Examination of Witnesses (Questions 80-99)|
MP, MR MIKE
24 JANUARY 2007
Q80 Chairman: I understand that.
Dawn Primarolo: I am sorry, this
is a long answer, I do apologise. I think, though, it is quite
right that when we reach the end of this period, because we are
only two years in, that we would need to reflect, as you say,
on phases where we had reached thus far, and I would be keen,
if we possibly could, to try and tease out to a greater extent
what was directly merger and what was development of the department.

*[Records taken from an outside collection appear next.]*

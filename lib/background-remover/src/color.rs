use image::{Rgb, RgbaImage};

/// Scale factor from the 0-100 tolerance slider to RGB distance units.
pub const TOLERANCE_SCALE: f64 = 2.55;

/// Background reference color: the RGB of pixel (0,0), its alpha ignored.
///
/// Returns `None` for an empty image.
pub fn reference_color(image: &RgbaImage) -> Option<Rgb<u8>> {
    if image.width() == 0 || image.height() == 0 {
        return None;
    }

    let pixel = image.get_pixel(0, 0);
    Some(Rgb([pixel[0], pixel[1], pixel[2]]))
}

/// Euclidean distance between two colors in RGB space.
pub fn color_distance(a: [u8; 3], b: [u8; 3]) -> f64 {
    let dr = a[0] as f64 - b[0] as f64;
    let dg = a[1] as f64 - b[1] as f64;
    let db = a[2] as f64 - b[2] as f64;

    (dr * dr + dg * dg + db * db).sqrt()
}

/// Distance below which a pixel counts as background.
///
/// Not clamped: at 100 the threshold is 255, well under the largest possible
/// distance (~441.67), so only strongly different colors survive.
pub fn threshold(tolerance: u8) -> f64 {
    tolerance as f64 * TOLERANCE_SCALE
}

#[cfg(test)]
mod tests {
    use super::*;
    use image::Rgba;

    #[test]
    fn test_reference_color_ignores_alpha() {
        let mut img = RgbaImage::from_pixel(3, 2, Rgba([9, 9, 9, 255]));
        img.put_pixel(0, 0, Rgba([10, 20, 30, 0]));

        assert_eq!(reference_color(&img), Some(Rgb([10, 20, 30])));
    }

    #[test]
    fn test_reference_color_empty() {
        assert_eq!(reference_color(&RgbaImage::new(0, 0)), None);
    }

    #[test]
    fn test_color_distance() {
        assert_eq!(color_distance([1, 2, 3], [1, 2, 3]), 0.0);
        assert_eq!(color_distance([0, 0, 0], [3, 4, 0]), 5.0);
        assert_eq!(color_distance([0, 0, 0], [255, 0, 0]), 255.0);

        let d = color_distance([255, 0, 0], [0, 0, 255]);
        assert!((d - 360.624).abs() < 0.001);

        let max = color_distance([0, 0, 0], [255, 255, 255]);
        assert!((max - 441.673).abs() < 0.001);
    }

    #[test]
    fn test_threshold() {
        assert_eq!(threshold(0), 0.0);
        assert!((threshold(10) - 25.5).abs() < 1e-9);
        assert!((threshold(100) - 255.0).abs() < 1e-9);
    }
}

Q81 Chairman: If you cannot tease
it out at the moment, and I understand why you cannot because
some of these costs are interrelated, how do you identify that
the merger is proceeding satisfactorily?
Dawn Primarolo: I think, firstly,
if we look at where the department is on all of its other requirements,
whether it be on the net reduction of stafffor instance,
I know the Committee was very keen on this, because we put a figure
of approximately 3,200, on possible merger savings. I pushed the
department very hard on that and the information that I have is
that by 2008, where we would expect to get the big savingHR,
finance, things like thatwe would expect to save up to
3,000 jobs approximately. It is not 3,200, but we are trying to
quantify that. That becomes difficult as we move on, because we
have also got our Gershon savings, we are also relocating staff
and we have targets for that apropos Lyons, and we now have been
notified that for the next spending round we have a budget reducing
year-on-year and we have very, very challenging targets on efficiency
and productivity. So increasingly it is difficult, but I understand
that the Committee would want that, and, as I have said, as we
move to the end of this financial year, I certainly want to press
the department a little more on how we give a more satisfactory
Q82 Mr Newmark: Following on on the
merger, and it is a delight to see you again, Paymaster General,
how will ministers know when the merger has been successfully
achieved? Specifically what benchmarks are you looking for and
what will a newly merged HMRC look like?
Dawn Primarolo: I am sorry to
keep going back to this, but I do absolutely agree, particularly
with the recommendations of the Committee in 2004. The point the
Committee made was that there are significant risks with a move
of this size, particularly with upheavals, and what is very important
is that the department stays focused on its prime functionscollecting
tax and delivering a coherent service to taxpayers. On the collecting
of tax we have seen an increase in the tax take. If we look at
the other requirements from the department
Q83 Mr Newmark: Excuse me, but increasing
the tax take may have nothing to do with the success of the merger
or the efficiencies within the organisation, it is just the ability
of the Chancellor to winkle more money out of people?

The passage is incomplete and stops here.